05:25 PM
New Rules for Bank Outsourcing and Offshoring
First, let's get real. No one is going to pretend that cost doesn't matter when it comes to outsourcing. Study after study has reaffirmed that companies -- including banks -- list reducing costs as the No. 1 reason for outsourcing and offshoring.
But, as Thomas Friedman says, the world is flat, and the cost savings from offshoring will level out -- not tomorrow, but probably in the next 20 years. Today, however, along with reducing costs, there are new drivers -- including competition for skilled workers -- that are propelling banks in ever-increasing numbers to outsource their IT operations and processes.

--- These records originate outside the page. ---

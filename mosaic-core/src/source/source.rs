//
// Copyright (c) Pirmin Kalberer. All rights reserved.
// Licensed under the MIT License. See LICENSE file in the project root for full license information.
//

use crate::error::MosaicResult;
use crate::raster::RasterTile;
use async_trait::async_trait;

/// Provider of 256x256 map tiles in XYZ addressing scheme
#[async_trait]
pub trait TileSource: Send + Sync {
    fn info(&self) -> String;
    /// Fetch and decode a single tile. Retrying is up to the implementation.
    async fn fetch_tile(&self, zoom: u8, x: u32, y: u32) -> MosaicResult<RasterTile>;
}
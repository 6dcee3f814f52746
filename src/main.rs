//
// Copyright (c) Pirmin Kalberer. All rights reserved.
// Licensed under the MIT License. See LICENSE file in the project root for full license information.
//

#[macro_use]
extern crate clap;
#[macro_use]
extern crate log;

mod cli;

use clap::ArgMatches;
use dotenv::dotenv;
use env_logger::Builder;
use log::Record;
use mosaic_core::core::Config;
use mosaic_service::MosaicService;
use std::env;
use std::io::Write;
use std::process;
use time;

fn init_logger(args: &ArgMatches<'_>) {
    let mut builder = Builder::new();
    builder.format(|buf, record: &Record<'_>| {
        let t = time::now();
        writeln!(
            buf,
            "{}.{:03} {} {}",
            time::strftime("%Y-%m-%d %H:%M:%S", &t).unwrap_or_default(),
            t.tm_nsec / 1000_000,
            record.level(),
            record.args()
        )
    });

    let rust_log_env = env::var("RUST_LOG");
    let rust_log = match (args.value_of("loglevel"), rust_log_env.as_ref()) {
        (None, Ok(rust_log)) => rust_log.as_str(),
        (loglevel, _) => match loglevel.unwrap_or("info") {
            "debug" => "debug,tokio=info,reqwest=info,hyper=info",
            loglevel => loglevel,
        },
    };
    builder.parse_filters(rust_log);

    builder.init();
}

fn exit_with_error(msg: &str, err: &dyn std::fmt::Display) -> ! {
    println!("{} - {}", msg, err);
    process::exit(1)
}

fn plan(args: &ArgMatches<'_>) {
    let planner = cli::planner_from_args(args, None)
        .unwrap_or_else(|err| exit_with_error("Error planning images", &err));
    match args.value_of("format").unwrap_or("csv") {
        "json" => match serde_json::to_string_pretty(planner.grid()) {
            Ok(json) => println!("{}", json),
            Err(err) => exit_with_error("Error writing JSON", &err),
        },
        "csv" => print!("{}", cli::plan_as_csv(&planner)),
        format => exit_with_error("Unsupported plan format", &format),
    }
}

fn generate(args: &ArgMatches<'_>) {
    let config = cli::config_from_args(args)
        .unwrap_or_else(|err| exit_with_error("Error reading configuration", &err));
    let planner = cli::planner_from_args(args, Some(&config))
        .unwrap_or_else(|err| exit_with_error("Error planning images", &err));
    let service = MosaicService::from_config(&config)
        .unwrap_or_else(|err| exit_with_error("Error reading configuration", &err));
    let progress = args.value_of("progress").map_or(true, |s| {
        s.parse::<bool>()
            .unwrap_or_else(|err| exit_with_error("Error parsing 'progress' as boolean value", &err))
    });
    if let Err(err) = service.generate(&planner, progress) {
        exit_with_error("Error generating images", &err);
    }
}

fn main() {
    dotenv().ok();
    let mut app = cli::app();

    match app.get_matches_from_safe_borrow(env::args()) {
        //app.get_matches() prohibits later call of app.print_help()
        Result::Err(e) => {
            println!("{}", e);
        }
        Result::Ok(matches) => match matches.subcommand() {
            ("plan", Some(sub_m)) => {
                init_logger(sub_m);
                plan(sub_m);
            }
            ("generate", Some(sub_m)) => {
                init_logger(sub_m);
                generate(sub_m);
            }
            ("genconfig", Some(sub_m)) => {
                init_logger(sub_m);
                println!("{}", MosaicService::gen_config());
            }
            _ => {
                let _ = app.print_help();
                println!("");
            }
        },
    }
}
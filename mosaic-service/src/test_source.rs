//
// Copyright (c) Pirmin Kalberer. All rights reserved.
// Licensed under the MIT License. See LICENSE file in the project root for full license information.
//

use async_trait::async_trait;
use image::{Rgba, RgbaImage};
use mosaic_core::error::{MosaicError, MosaicResult};
use mosaic_core::raster::RasterTile;
use mosaic_core::source::TileSource;
use mosaic_grid::TILE_SIZE;
use std::sync::atomic::{AtomicUsize, Ordering};
use std::time::Duration;
use tokio::time;

/// Tiles filled with `[x, y, zoom, 255]`, optionally failing for one tile
#[derive(Default)]
pub struct ColorSource {
    pub fail_on: Option<(u32, u32)>,
    /// Vary response times per tile
    pub jitter: bool,
    in_flight: AtomicUsize,
    pub max_in_flight: AtomicUsize,
    pub requests: AtomicUsize,
}

impl ColorSource {
    pub fn failing(x: u32, y: u32) -> ColorSource {
        ColorSource {
            fail_on: Some((x, y)),
            ..Default::default()
        }
    }
    pub fn jittering() -> ColorSource {
        ColorSource {
            jitter: true,
            ..Default::default()
        }
    }
}

pub fn tile_color(zoom: u8, x: u32, y: u32) -> Rgba<u8> {
    Rgba([(x % 256) as u8, (y % 256) as u8, zoom, 255])
}

#[async_trait]
impl TileSource for ColorSource {
    fn info(&self) -> String {
        "Color tiles".to_string()
    }
    async fn fetch_tile(&self, zoom: u8, x: u32, y: u32) -> MosaicResult<RasterTile> {
        self.requests.fetch_add(1, Ordering::SeqCst);
        let current = self.in_flight.fetch_add(1, Ordering::SeqCst) + 1;
        self.max_in_flight.fetch_max(current, Ordering::SeqCst);
        let delay = if self.jitter { (x * 7 + y * 3) % 5 } else { 1 };
        time::sleep(Duration::from_millis(delay as u64)).await;
        self.in_flight.fetch_sub(1, Ordering::SeqCst);
        if self.fail_on == Some((x, y)) {
            return Err(MosaicError::tile_fetch(zoom, x, y, "tile server error"));
        }
        Ok(RgbaImage::from_pixel(
            TILE_SIZE,
            TILE_SIZE,
            tile_color(zoom, x, y),
        ))
    }
}
//
// Copyright (c) Pirmin Kalberer. All rights reserved.
// Licensed under the MIT License. See LICENSE file in the project root for full license information.
//

#[macro_use]
extern crate log;
#[macro_use]
extern crate serde_derive;

pub mod core;
pub mod error;
pub mod output;
pub mod raster;
pub mod source;
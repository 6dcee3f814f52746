//
// Copyright (c) Pirmin Kalberer. All rights reserved.
// Licensed under the MIT License. See LICENSE file in the project root for full license information.
//

use crate::error::{MosaicError, MosaicResult};
use crate::raster::{decode_tile, RasterTile};
use crate::source::source::TileSource;
use async_trait::async_trait;
use reqwest::Client;
use std::time::Duration;
use tokio::time;

const DEFAULT_USER_AGENT: &str = concat!("geomosaic/", env!("CARGO_PKG_VERSION"));
const RETRY_DELAY: Duration = Duration::from_millis(500);

/// Tiles from a tile server URL template like `https://tile.example.com/{z}/{x}/{y}.png`
#[derive(Clone)]
pub struct HttpSource {
    pub url: String,
    retries: u8,
    client: Client,
}

impl HttpSource {
    pub fn new(
        url: &str,
        user_agent: Option<&str>,
        timeout: Option<Duration>,
        retries: u8,
    ) -> Result<HttpSource, String> {
        if !(url.starts_with("http://") || url.starts_with("https://")) {
            return Err(format!("Tile URL '{}' must start with http:// or https://", url));
        }
        for placeholder in &["{z}", "{x}", "{y}"] {
            if !url.contains(placeholder) {
                return Err(format!(
                    "Tile URL '{}' is missing the placeholder {}",
                    url, placeholder
                ));
            }
        }
        let mut builder = Client::builder().user_agent(user_agent.unwrap_or(DEFAULT_USER_AGENT));
        if let Some(timeout) = timeout {
            builder = builder.timeout(timeout);
        }
        let client = builder
            .build()
            .map_err(|e| format!("Error creating HTTP client: {}", e))?;
        Ok(HttpSource {
            url: url.to_string(),
            retries,
            client,
        })
    }
    pub fn tile_url(&self, zoom: u8, x: u32, y: u32) -> String {
        self.url
            .replace("{z}", &zoom.to_string())
            .replace("{x}", &x.to_string())
            .replace("{y}", &y.to_string())
    }
    async fn request(&self, url: &str) -> Result<Vec<u8>, reqwest::Error> {
        let response = self.client.get(url).send().await?.error_for_status()?;
        Ok(response.bytes().await?.to_vec())
    }
}

#[async_trait]
impl TileSource for HttpSource {
    fn info(&self) -> String {
        format!("Tile server: {}", self.url)
    }
    async fn fetch_tile(&self, zoom: u8, x: u32, y: u32) -> MosaicResult<RasterTile> {
        let url = self.tile_url(zoom, x, y);
        let mut attempt = 0;
        loop {
            debug!("HttpSource.fetch {}", url);
            match self.request(&url).await {
                Ok(data) => return decode_tile(&data, zoom, x, y),
                Err(e) if attempt < self.retries => {
                    attempt += 1;
                    warn!(
                        "Error fetching {} (retry {}/{}): {}",
                        url, attempt, self.retries, e
                    );
                    time::sleep(RETRY_DELAY * attempt as u32).await;
                }
                Err(e) => return Err(MosaicError::tile_fetch(zoom, x, y, e)),
            }
        }
    }
}
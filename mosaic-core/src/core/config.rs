//
// Copyright (c) Pirmin Kalberer. All rights reserved.
// Licensed under the MIT License. See LICENSE file in the project root for full license information.
//

use mosaic_grid::{check_zoom, GeoBounds, Resolution};
use serde::Deserialize;
use std;
use std::collections::HashMap;
use std::env;
use std::error::Error;
use std::fs::File;
use std::io::prelude::*;
use tera::{Context, Tera};
use toml::Value;

pub trait Config<'a, C: Deserialize<'a>>
where
    Self: std::marker::Sized,
{
    /// Read configuration
    fn from_config(config: &C) -> Result<Self, String>;
    /// Generate configuration template
    fn gen_config() -> String;
}

#[derive(Deserialize, Clone, Debug)]
pub struct ApplicationCfg {
    pub source: SourceCfg,
    #[serde(default)]
    pub fetch: FetchCfg,
    pub output: OutputCfg,
    pub region: Option<RegionCfg>,
}

#[derive(Deserialize, Clone, Debug)]
pub struct SourceCfg {
    /// URL template with `{z}`, `{x}` and `{y}` placeholders
    pub url: Option<String>,
    /// Tile directory with `{z}/{x}/{y}.{extension}` layout
    pub path: Option<String>,
    #[serde(default = "default_extension")]
    pub extension: String,
    pub user_agent: Option<String>,
    /// Request timeout in seconds
    pub timeout: Option<u64>,
    /// Number of retries after a failed request
    #[serde(default)]
    pub retries: u8,
}

pub fn default_extension() -> String {
    "png".to_string()
}

#[derive(Deserialize, Clone, Debug, Default)]
pub struct FetchCfg {
    /// Maximum number of tile requests in flight
    pub concurrency: Option<usize>,
    /// Number of output images assembled ahead
    pub pipeline: Option<usize>,
}

#[derive(Deserialize, Clone, Debug)]
pub struct OutputCfg {
    pub dir: String,
    #[serde(default = "default_prefix")]
    pub prefix: String,
    /// png or jpeg
    #[serde(default = "default_extension")]
    pub format: String,
}

pub fn default_prefix() -> String {
    "mosaic".to_string()
}

#[derive(Deserialize, Clone, Debug)]
pub struct RegionCfg {
    /// lat1, lng1, lat2, lng2
    pub bounds: (f64, f64, f64, f64),
    /// width, height
    pub resolution: (i64, i64),
    pub zoom: Option<i64>,
}

impl RegionCfg {
    pub fn bounds(&self) -> GeoBounds {
        let (lat1, lng1, lat2, lng2) = self.bounds;
        GeoBounds::new(lat1, lng1, lat2, lng2)
    }
    pub fn resolution(&self) -> Result<Resolution, String> {
        let (width, height) = self.resolution;
        Resolution::checked(width, height).map_err(|e| e.to_string())
    }
    pub fn zoom(&self) -> Result<Option<u8>, String> {
        match self.zoom {
            Some(zoom) => check_zoom(zoom).map(Some).map_err(|e| e.to_string()),
            None => Ok(None),
        }
    }
}

pub const DEFAULT_CONFIG: &'static str = r#"
[source]
url = "https://tile.openstreetmap.org/{z}/{x}/{y}.png"

[output]
dir = "."
"#;

/// Load and parse the config file into an config struct.
pub fn read_config<'a, T: Deserialize<'a>>(path: &str) -> Result<T, String> {
    let mut file = match File::open(path) {
        Ok(file) => file,
        Err(_) => {
            return Err("Could not find config file!".to_string());
        }
    };
    let mut config_toml = String::new();
    if let Err(err) = file.read_to_string(&mut config_toml) {
        return Err(format!("Error while reading config: [{}]", err));
    };

    parse_config(config_toml, path)
}

/// Parse the configuration into an config struct.
pub fn parse_config<'a, T: Deserialize<'a>>(config_toml: String, path: &str) -> Result<T, String> {
    // Parse template
    let mut tera = Tera::default();
    tera.add_raw_template(path, &config_toml)
        .map_err(|e| format!("Template error: {}", e))?;
    let mut context = Context::new();
    let mut env = HashMap::new();
    for (key, value) in env::vars() {
        env.insert(key, value);
    }
    context.insert("env", &env);
    let toml = tera.render(path, &context).map_err(|e| match e.source() {
        Some(source) => format!("Template error: {}", source),
        None => format!("Template error: {}", e),
    })?;

    toml.parse::<Value>()
        .and_then(|cfg| cfg.try_into::<T>())
        .map_err(|err| format!("{} - {}", path, err))
}
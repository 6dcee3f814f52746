//
// Copyright (c) Pirmin Kalberer. All rights reserved.
// Licensed under the MIT License. See LICENSE file in the project root for full license information.
//

//! Tile compositing and cropping

use crate::error::{MosaicError, MosaicResult};
use image::{imageops, RgbaImage};
use mosaic_grid::{CropRect, TileRange, TILE_SIZE};

/// Decoded 256x256 map tile
pub type RasterTile = RgbaImage;

/// Decode an encoded tile image and check its size
pub fn decode_tile(data: &[u8], zoom: u8, x: u32, y: u32) -> MosaicResult<RasterTile> {
    let tile = image::load_from_memory(data)
        .map_err(|e| MosaicError::tile_fetch(zoom, x, y, e))?
        .to_rgba8();
    if tile.dimensions() != (TILE_SIZE, TILE_SIZE) {
        return Err(MosaicError::tile_fetch(
            zoom,
            x,
            y,
            format!(
                "unexpected tile size {}x{}",
                tile.width(),
                tile.height()
            ),
        ));
    }
    Ok(tile)
}

/// Place `tiles` (in column-major order of `range`) side by side
pub fn composite(tiles: &[RasterTile], range: &TileRange) -> MosaicResult<RgbaImage> {
    if tiles.len() != range.tile_count() {
        return Err(MosaicError::TileCount {
            expected: range.tile_count(),
            actual: tiles.len(),
        });
    }
    let (width, height) = range.pixel_size();
    let mut mosaic = RgbaImage::new(width, height);
    for ((x, y), tile) in range.tiles().zip(tiles) {
        let offset_x = (x - range.minx) * TILE_SIZE;
        let offset_y = (y - range.miny) * TILE_SIZE;
        imageops::replace(&mut mosaic, tile, offset_x as i64, offset_y as i64);
    }
    Ok(mosaic)
}

/// Cut `rect` out of `raster`
pub fn crop(raster: &RgbaImage, rect: &CropRect) -> MosaicResult<RgbaImage> {
    let (width, height) = raster.dimensions();
    if !rect.fits(width, height) {
        return Err(MosaicError::CropOutOfBounds {
            rect: *rect,
            width,
            height,
        });
    }
    Ok(imageops::crop_imm(raster, rect.left, rect.top, rect.width(), rect.height()).to_image())
}
//
// Copyright (c) Pirmin Kalberer. All rights reserved.
// Licensed under the MIT License. See LICENSE file in the project root for full license information.
//

//! Slippy map tile grid

use crate::error::GridError;
use crate::grid_iterator::TileIterator;
use std::f64::consts;
use std::fmt;
use std::str::FromStr;

/// Width and height of a tile, in pixels
pub const TILE_SIZE: u32 = 256;

/// Deepest supported pyramid level
pub const MAX_ZOOM: u8 = 19;

/// Geographic bounding box given by two opposite lat/lng corners.
///
/// The corners may be given in any order, the planner normalizes them.
#[derive(PartialEq, Clone, Copy, Debug, Serialize, Deserialize)]
pub struct GeoBounds {
    pub lat1: f64,
    pub lng1: f64,
    pub lat2: f64,
    pub lng2: f64,
}

impl GeoBounds {
    pub fn new(lat1: f64, lng1: f64, lat2: f64, lng2: f64) -> GeoBounds {
        GeoBounds {
            lat1,
            lng1,
            lat2,
            lng2,
        }
    }
    /// Corners as `(lat, lng)` pairs
    pub fn corners(&self) -> [(f64, f64); 2] {
        [(self.lat1, self.lng1), (self.lat2, self.lng2)]
    }
}

impl FromStr for GeoBounds {
    type Err = String;

    /// Parse `lat1,lng1,lat2,lng2`
    fn from_str(s: &str) -> Result<Self, Self::Err> {
        let arr = s
            .split(',')
            .map(|v| v.trim().parse::<f64>())
            .collect::<Result<Vec<f64>, _>>()
            .map_err(|e| format!("Error parsing bounds '{}': {}", s, e))?;
        match arr.as_slice() {
            [lat1, lng1, lat2, lng2] => Ok(GeoBounds::new(*lat1, *lng1, *lat2, *lng2)),
            _ => Err(format!(
                "Bounds '{}' must have four values lat1,lng1,lat2,lng2",
                s
            )),
        }
    }
}

/// Pixel size of every output image
#[derive(PartialEq, Eq, Clone, Copy, Debug, Serialize, Deserialize)]
pub struct Resolution {
    pub width: u32,
    pub height: u32,
}

impl Resolution {
    pub fn new(width: u32, height: u32) -> Resolution {
        Resolution { width, height }
    }
    /// Checked construction from signed values (command line, config files)
    pub fn checked(width: i64, height: i64) -> Result<Resolution, GridError> {
        if width <= 0 || height <= 0 || width > u32::MAX as i64 || height > u32::MAX as i64 {
            return Err(GridError::InvalidResolution { width, height });
        }
        Ok(Resolution::new(width as u32, height as u32))
    }
}

impl fmt::Display for Resolution {
    fn fmt(&self, f: &mut fmt::Formatter<'_>) -> fmt::Result {
        write!(f, "{}x{}", self.width, self.height)
    }
}

impl FromStr for Resolution {
    type Err = String;

    /// Parse `WIDTHxHEIGHT`
    fn from_str(s: &str) -> Result<Self, Self::Err> {
        let (w, h) = s
            .split_once(|c: char| c == 'x' || c == 'X' || c == ',')
            .ok_or_else(|| format!("Resolution '{}' must be given as WIDTHxHEIGHT", s))?;
        let width = w
            .trim()
            .parse::<i64>()
            .map_err(|e| format!("Error parsing resolution width '{}': {}", w, e))?;
        let height = h
            .trim()
            .parse::<i64>()
            .map_err(|e| format!("Error parsing resolution height '{}': {}", h, e))?;
        Resolution::checked(width, height).map_err(|e| e.to_string())
    }
}

/// Check an explicitly requested zoom level
pub fn check_zoom(zoom: i64) -> Result<u8, GridError> {
    if zoom < 0 || zoom > MAX_ZOOM as i64 {
        return Err(GridError::InvalidZoom(zoom));
    }
    Ok(zoom as u8)
}

/// Tile index pair at a given zoom level.
///
/// Signed, since projecting extreme latitudes can leave the pyramid.
#[derive(PartialEq, Eq, Clone, Copy, Debug, Hash, Serialize, Deserialize)]
pub struct TileCoord {
    pub x: i64,
    pub y: i64,
}

impl TileCoord {
    pub fn new(x: i64, y: i64) -> TileCoord {
        TileCoord { x, y }
    }
}

/// Number of tiles along one axis of the pyramid
pub fn tiles_per_axis(zoom: u8) -> i64 {
    1i64 << zoom
}

/// Tile containing a lat/lng position (Web Mercator, XYZ addressing, y growing southward)
pub fn project(lat: f64, lng: f64, zoom: u8) -> TileCoord {
    // Formula: https://wiki.openstreetmap.org/wiki/Slippy_map_tilenames
    let n = (zoom as f64).exp2();
    let lat_rad = lat.to_radians();
    let x = ((lng + 180.0) / 360.0 * n).floor();
    let y = ((1.0 - (lat_rad.tan() + 1.0 / lat_rad.cos()).ln() / consts::PI) / 2.0 * n).floor();
    TileCoord::new(x as i64, y as i64)
}

/// Fail if the tile is outside of `[0, 2^zoom - 1]` in either axis
pub fn check_in_range(tile: &TileCoord, zoom: u8) -> Result<(), GridError> {
    let max = tiles_per_axis(zoom) - 1;
    if tile.x < 0 || tile.x > max || tile.y < 0 || tile.y > max {
        return Err(GridError::TileOutOfRange {
            x: tile.x,
            y: tile.y,
            zoom,
        });
    }
    Ok(())
}

/// Inclusive rectangle of tile indices
#[derive(PartialEq, Eq, Clone, Copy, Debug, Hash, Serialize, Deserialize)]
pub struct TileRange {
    pub minx: u32,
    pub miny: u32,
    pub maxx: u32,
    pub maxy: u32,
}

impl TileRange {
    /// Number of tile columns
    pub fn width(&self) -> u32 {
        self.maxx - self.minx + 1
    }
    /// Number of tile rows
    pub fn height(&self) -> u32 {
        self.maxy - self.miny + 1
    }
    /// Number of tiles in the range
    pub fn tile_count(&self) -> usize {
        self.width() as usize * self.height() as usize
    }
    /// Size of the composited block in pixels
    pub fn pixel_size(&self) -> (u32, u32) {
        (self.width() * TILE_SIZE, self.height() * TILE_SIZE)
    }
    /// Tiles in column-major order
    pub fn tiles(&self) -> TileIterator {
        TileIterator::new(*self)
    }
    pub fn contains(&self, x: u32, y: u32) -> bool {
        x >= self.minx && x <= self.maxx && y >= self.miny && y <= self.maxy
    }
}

/// Pixel rectangle relative to the top left corner of a composited tile range
#[derive(PartialEq, Eq, Clone, Copy, Debug, Hash, Serialize, Deserialize)]
pub struct CropRect {
    pub left: u32,
    pub top: u32,
    pub right: u32,
    pub bottom: u32,
}

impl CropRect {
    pub fn width(&self) -> u32 {
        self.right - self.left
    }
    pub fn height(&self) -> u32 {
        self.bottom - self.top
    }
    /// True if the rectangle fits into a raster of the given size
    pub fn fits(&self, width: u32, height: u32) -> bool {
        self.left <= self.right && self.top <= self.bottom && self.right <= width && self.bottom <= height
    }
}

/// Tiles and crop rectangle for one output image
#[derive(PartialEq, Eq, Clone, Copy, Debug, Serialize, Deserialize)]
pub struct TilePlan {
    /// Grid column of the output image (west to east)
    pub column: u32,
    /// Grid row of the output image (north to south)
    pub row: u32,
    pub tiles: TileRange,
    pub crop: CropRect,
}
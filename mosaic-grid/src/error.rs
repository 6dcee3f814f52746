//
// Copyright (c) Pirmin Kalberer. All rights reserved.
// Licensed under the MIT License. See LICENSE file in the project root for full license information.
//

use thiserror::Error;

/// Validation and planning errors
#[derive(Debug, Clone, PartialEq, Error)]
pub enum GridError {
    #[error("Latitude {0} out of range, must be bigger than -90 and smaller than 90")]
    InvalidLatitude(f64),

    #[error("Longitude {0} out of range, must be bigger than -180 and smaller than 180")]
    InvalidLongitude(f64),

    #[error("Invalid resolution {width}x{height}, width and height must be positive")]
    InvalidResolution { width: i64, height: i64 },

    #[error("Zoom level {0} out of range, must be between 0 and 19")]
    InvalidZoom(i64),

    #[error("Tile {x}/{y} outside of the tile pyramid at zoom level {zoom}. Please refer to https://wiki.openstreetmap.org/wiki/Slippy_map_tilenames#Zoom_levels for the lat/lng range of a zoom level")]
    TileOutOfRange { x: i64, y: i64, zoom: u8 },

    #[error("Impossible to return an image with resolution {width}x{height} within the given bounds at zoom levels 0 to 19")]
    NoFeasibleZoom { width: u32, height: u32 },

    #[error("Bounds collapse to an empty tile block at zoom level {zoom}")]
    ZeroSpan { zoom: u8 },

    #[error("Unable to meet the resolution requirement at zoom level {zoom}. Recommended minimum zoom level: {recommended_zoom}")]
    ResolutionUnattainable { zoom: u8, recommended_zoom: u32 },
}
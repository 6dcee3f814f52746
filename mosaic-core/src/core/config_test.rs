//
// Copyright (c) Pirmin Kalberer. All rights reserved.
// Licensed under the MIT License. See LICENSE file in the project root for full license information.
//

use crate::core::config::{read_config, ApplicationCfg, DEFAULT_CONFIG};
use crate::core::parse_config;
use mosaic_grid::{GeoBounds, Resolution};
use std::env;

#[test]
fn test_load_config() {
    let config = read_config("src/test/example.toml");
    println!("{:#?}", config);
    let config: ApplicationCfg = config.expect("load_config returned Err");
    assert_eq!(
        config.source.url,
        Some("https://tile.openstreetmap.org/{z}/{x}/{y}.png".to_string())
    );
    assert_eq!(config.source.path, None);
    assert_eq!(config.source.extension, "png");
    assert_eq!(config.source.retries, 2);
    assert_eq!(config.source.timeout, Some(30));
    assert_eq!(config.fetch.concurrency, Some(8));
    assert_eq!(config.fetch.pipeline, Some(2));
    assert_eq!(config.output.dir, "/tmp/geomosaic");
    assert_eq!(config.output.prefix, "shanghai_tokyo");
    assert_eq!(config.output.format, "jpeg");

    let region = config.region.expect("region missing");
    assert_eq!(
        region.bounds(),
        GeoBounds::new(31.2304, 121.4737, 35.6762, 139.6503)
    );
    assert_eq!(region.resolution(), Ok(Resolution::new(640, 480)));
    assert_eq!(region.zoom(), Ok(Some(8)));
}

#[test]
fn test_default_config() {
    let config: ApplicationCfg = parse_config(DEFAULT_CONFIG.to_string(), "").unwrap();
    assert!(config.source.url.is_some());
    assert_eq!(config.source.retries, 0);
    assert!(config.fetch.concurrency.is_none());
    assert_eq!(config.output.prefix, "mosaic");
    assert_eq!(config.output.format, "png");
    assert!(config.region.is_none());
}

#[test]
fn test_parse_error() {
    let config: Result<ApplicationCfg, _> = read_config("src/core/mod.rs");
    assert!(config.err().unwrap().starts_with("src/core/mod.rs - "));

    let config: Result<ApplicationCfg, _> = read_config("wrongfile");
    assert_eq!("Could not find config file!", config.err().unwrap());

    let toml = r#"
        [source]
        url = "http://localhost/{z}/{x}/{y}.png"
        "#;
    let config: Result<ApplicationCfg, _> = parse_config(toml.to_string(), "");
    assert!(config.err().unwrap().contains("missing field `output`"));
}

#[test]
fn test_invalid_region() {
    let toml = r#"
        [source]
        path = "/data/tiles"

        [output]
        dir = "/tmp"

        [region]
        bounds = [80.0, 170.0, -80.0, -170.0]
        resolution = [0, 480]
        zoom = 20
        "#;
    let config: ApplicationCfg = parse_config(toml.to_string(), "").unwrap();
    let region = config.region.unwrap();
    assert!(region.resolution().is_err());
    assert_eq!(
        region.zoom(),
        Err("Zoom level 20 out of range, must be between 0 and 19".to_string())
    );
}

#[test]
fn test_env_template() {
    env::set_var("GEOMOSAIC_TEST_TOKEN", "secret");
    let toml = r#"
        [source]
        url = "https://tiles.example.com/{z}/{x}/{y}.png?token={{env.GEOMOSAIC_TEST_TOKEN}}"

        [output]
        dir = "/tmp"
        "#;
    let config: ApplicationCfg = parse_config(toml.to_string(), "").unwrap();
    assert_eq!(
        config.source.url,
        Some("https://tiles.example.com/{z}/{x}/{y}.png?token=secret".to_string())
    );
}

When outsourcing gained prominence in the late 1980s and early 1990s, it was all about developing software in a low-cost location, according to Peter Lowes, partner and leader of the London-based Deloitte & Touche outsourcing advisory practice. In the late 1990s, the use of outsourcing and offshoring "went absolutely ballistic to solve Y2K," he says. The next outsourcing driver was the telecom revolution, Lowes continues. And the final driver was technology itself -- using the Internet to provide services allowed users around the world to access the same applications, he explains.
But outsourcing and offshoring arrangements haven't always gone smoothly -- deals collapse, banks bring call centers back in-house and business processes fail to improve. Still, outsourcing has weathered the storm. In fact, the practice is stronger than ever: 89 percent of organizations plan to maintain or increase their current level of sourcing, according to the Strategic Evolution study published in June by KPMG (Amsterdam). Armed with the lessons learned from past successes and failures, banks are now ready to take on outsourcing in the 21st century.
"The first lesson learned is that [outsourcing] is not just about cost savings, and it's not just about labor arbitrage," argues Guillermo Kopp, executive director and global research fellow for Needham, Mass.-based TowerGroup. "The financial services value chain is becoming more specialized," he says, pointing to multichannel integration and mobile banking. However, it is very unlikely that a bank -- outside of the largest players -- will have the resources in-house to constantly innovate and keep up with the competition, he adds.
"The best thing is to say, 'We trust this particular function -- credit scoring, mobile banking -- to a strategic partner,'" Kopp contends. "Sometimes it takes a lot less time for vendors to develop products."
One of the most unexpected drivers of outsourcing and offshoring is access to specialized skills and talent. "The demand for engineering [talent] is going to be more than the U.S. and the U.K. can supply," Deloitte & Touche's Lowes says.
Referring to the offshore outsourcing value proposition, Daniel Marovitz, technology manager for Deutsche Bank's global business, told BusinessWeek last year, "The labor arbitrage story is temporary. ... The real story is recruiting talent."
Sunil Subbakrishna, senior adviser in Oliver Wyman's strategic IT practice, also believes that much of today's offshore outsourcing is being driven by a shortage of IT skills in the U.S. and U.K. Companies are trying to find better ways of using the talent pool offshore, he says.
Outsourcing vendors often have core competencies and skilled people on par with, if not better than, a bank's available resources, TowerGroup's Kopp adds. "Why keep something in-house if you can have it perform better at a lower cost by a third party?" he asks.